Who really cares?

Who really cares? January 10, 2020

 

Blake does Jacob's Ladder
William Blake, “Jacob’s Ladder” (1804); Wikimedia Commons public domain image

 

I published this column in Provo’s Daily Herald all the way back in 2007:

 

For as long as I can remember, people who disagree with my fairly libertarian economic views have told me how much more they care about the poor than I do.  Non-religious people have assured me that, while I’m focused on some sort of illusory “pie in the sky when I die” and on “saving” others from mythical sufferings in a fairy-tale afterlife, they are devoted to making life in this world, on this planet, tangibly better for everybody.

In my particular case, the critics may be right.  They may be far better people than I am in every regard, including charity, kindness, and concern for their fellow humans.  With the publication of Arthur C. Brooks’s Who Really Cares: The Surprising Truth about Compassionate Conservatism (New York: Basic Books, 2006), however, it’s going to be much, much harder for left-leaning secularists to preen themselves, as a class, on their superior compassion without supplying actual evidence to demonstrate it.

Brooks, a professor of public administration in the Maxwell School of Citizenship and Public Affairs at Syracuse University in New York, has been studying patterns in charitable giving and service for many years and is widely recognized as perhaps the preeminent authority on the subject.  Still, he reports that even he has been surprised by what he has found.
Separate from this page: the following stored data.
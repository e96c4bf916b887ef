use std::net::SocketAddr;
use std::sync::Arc;

use futures_util::stream::SplitSink;
use futures_util::{SinkExt, StreamExt};
use rink::ClientMessage;
use rink::net::{HEALTH_PATH, WS_PATH};
use tokio::io::{AsyncReadExt, AsyncWriteExt};
use tokio::net::{TcpListener, TcpStream};
use tokio::sync::mpsc;
use tokio_tungstenite::tungstenite::Message;
use tokio_tungstenite::tungstenite::handshake::server::{ErrorResponse, Request, Response};
use tokio_tungstenite::tungstenite::http::StatusCode;
use tokio_tungstenite::{WebSocketStream, accept_hdr_async};

use crate::channel::{Channel, Outgoing, OutgoingQueue, QueuedChannel};
use crate::events::{ConnId, DisconnectReason, InboundEvent, next_conn_id};

const HEALTH_RESPONSE: &[u8] =
    b"HTTP/1.1 200 OK\r\nContent-Type: text/plain\r\nContent-Length: 2\r\nConnection: close\r\n\r\nok";
const MAX_REQUEST_HEAD: usize = 4096;

type WsSink = SplitSink<WebSocketStream<TcpStream>, Message>;

/// Accepts connections until the session loop goes away. Every decoded
/// message and connection event is sent to `tx`.
pub async fn run_listener(listener: TcpListener, tx: mpsc::Sender<InboundEvent>, capacity: usize) {
    loop {
        let (stream, peer) = match listener.accept().await {
            Ok(accepted) => accepted,
            Err(err) => {
                log::warn!("accept failed: {err}");
                continue;
            }
        };
        if tx.is_closed() {
            break;
        }

        let conn_id = next_conn_id();
        let tx = tx.clone();
        tokio::spawn(async move {
            serve_connection(stream, peer, conn_id, tx, capacity).await;
        });
    }
}

/// Serves one TCP connection: a `/health` probe or a WebSocket session on
/// `/ws`.
pub async fn serve_connection(
    stream: TcpStream,
    peer: SocketAddr,
    conn_id: ConnId,
    tx: mpsc::Sender<InboundEvent>,
    capacity: usize,
) {
    let _ = stream.set_nodelay(true);

    let mut peek_buf = [0u8; 16];
    let n = match stream.peek(&mut peek_buf).await {
        Ok(n) => n,
        Err(err) => {
            log::warn!("failed to peek {peer}: {err}");
            return;
        }
    };
    if is_health_probe(&peek_buf[..n]) {
        answer_health(stream).await;
        return;
    }

    let ws = match accept_hdr_async(stream, check_path).await {
        Ok(ws) => ws,
        Err(err) => {
            log::warn!("websocket handshake with {peer} failed: {err}");
            return;
        }
    };
    let (sink, mut read) = ws.split();

    let (channel, queue) = QueuedChannel::new(capacity);
    let writer = tokio::spawn(write_loop(sink, queue));
    let channel = Arc::new(channel);

    let connected = InboundEvent::Connected {
        conn_id,
        peer,
        channel: channel.clone(),
    };
    if tx.send(connected).await.is_err() {
        return;
    }
    log::info!("conn {conn_id} connected from {peer}");

    let reason = loop {
        match read.next().await {
            Some(Ok(Message::Text(text))) => match ClientMessage::parse(text.as_str()) {
                Ok(message) => {
                    if tx.send(InboundEvent::Message { conn_id, message }).await.is_err() {
                        break DisconnectReason::Graceful;
                    }
                }
                Err(err) => log::debug!("conn {conn_id}: dropping frame: {err}"),
            },
            Some(Ok(Message::Close(_))) | None => break DisconnectReason::Graceful,
            Some(Ok(Message::Binary(_))) => {
                log::debug!("conn {conn_id}: dropping binary frame");
            }
            Some(Ok(_)) => {}
            Some(Err(err)) => {
                log::debug!("conn {conn_id}: read error: {err}");
                break DisconnectReason::Error;
            }
        }
    };

    channel.close();
    let _ = tx.send(InboundEvent::Disconnected { conn_id, reason }).await;
    let _ = writer.await;
    log::info!("conn {conn_id} {}", reason.as_str());
}

async fn write_loop(mut sink: WsSink, mut queue: OutgoingQueue) {
    loop {
        let outgoing = tokio::select! {
            outgoing = queue.rx.recv() => outgoing,
            _ = queue.shutdown.notified() => Some(Outgoing::Close),
        };
        match outgoing {
            Some(Outgoing::Message(message)) => {
                let text = match message.encode() {
                    Ok(text) => text,
                    Err(err) => {
                        log::warn!("failed to encode {}: {err}", message.kind());
                        continue;
                    }
                };
                if sink.send(Message::Text(text.into())).await.is_err() {
                    break;
                }
            }
            Some(Outgoing::Close) | None => {
                let _ = sink.send(Message::Close(None)).await;
                break;
            }
        }
    }
    let _ = sink.close().await;
}

fn check_path(request: &Request, response: Response) -> Result<Response, ErrorResponse> {
    if request.uri().path() == WS_PATH {
        return Ok(response);
    }
    let mut error = ErrorResponse::new(Some("not found".to_string()));
    *error.status_mut() = StatusCode::NOT_FOUND;
    Err(error)
}

fn is_health_probe(head: &[u8]) -> bool {
    let Some(rest) = head
        .strip_prefix(b"GET ")
        .and_then(|rest| rest.strip_prefix(HEALTH_PATH.as_bytes()))
    else {
        return false;
    };
    matches!(rest.first(), Some(b' ' | b'?'))
}

async fn answer_health(mut stream: TcpStream) {
    // consume the request head before replying
    let mut head = Vec::with_capacity(256);
    let mut buf = [0u8; 512];
    while !head.windows(4).any(|w| w == b"\r\n\r\n") && head.len() < MAX_REQUEST_HEAD {
        match stream.read(&mut buf).await {
            Ok(0) | Err(_) => break,
            Ok(n) => head.extend_from_slice(&buf[..n]),
        }
    }
    let _ = stream.write_all(HEALTH_RESPONSE).await;
    let _ = stream.flush().await;
    let _ = stream.shutdown().await;
}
Religious people, it turns out, give more to charity than do non-religious people.  They donate more money—and not merely to their churches, synagogues, temples, and mosques.  “Religious people are more charitable in every measurable nonreligious way—including secular donations, informal giving, and even acts of kindness and honesty—than secularists.”  They are more likely to give money to family and friends, and, when they give, to do so in larger amounts.  They are more likely to volunteer, and to give blood.  Even in the case of nonchurchgoers, those who were raised in religious households are more likely to donate to charity than those who were not.

Unsurprisingly, private charity in ever-more-secular Europe has plummeted—to the point, in some areas, almost of extinction.  Brooks, who also argues that charitable giving is essential to a strong economy, points to polling data suggesting that Europeans are, according to their own reports, less happy with their lives than Americans are, and suggests that their unhappiness may be connected with their low rates of charity and volunteerism.  Humans feel better when they give.

As befits a premiere social scientist, Brooks concentrates heavily on multiple streams of contemporary statistical data to form his judgments.  However, the historical record also seems to support the general conclusions of his very important book.  Rodney Stark, in his insightful study of The Rise of Christianity (Princeton, 1996), has shown that the superior charity of the ancient Christians was among the factors in the rapid growth of the early Christian movement.  And, as an examination of the surviving sources demonstrates, even the pagans recognized that.  “The impious Galileans support not only their poor, but ours as well,” complained the fourth-century Roman Emperor Julian (known to subsequent history as “the Apostate” for his efforts to turn back the religious tide even after his uncle Constantine had declared Christianity the official religion of the empire).  “Everyone can see that our people lack aid from us.” 

“Religion is the opiate of the people,” Karl Marx famously said.  Elsewhere, he remarked that, while “philosophers have said that the purpose of philosophy is to understand the world, the purpose is to change it.”  Religion, in his view, was a distraction from the real business of making this world a better place.  Unfortunately for Marx’s thesis, though (and, even more so, for those who had to live through the twentieth century), the millennium that just closed was heavily influenced at its end by Marxism and by a related ideology that went under the names of fascism and “National Socialism” or Nazism.  We now have quite graphic evidence of exactly how such theories tend to “change the world.”  Many tens of millions of people died—and many national economies were destroyed. 

Religion doesn’t look too bad by contrast.  But even when contrasted with the soft secularism—what one wit has called “apatheism”—that has come to dominate Europe, and perhaps Canada, and certain portions of the American elite, and even though religious people can undoubtedly do much more and much better than they are doing now, believers fare pretty well.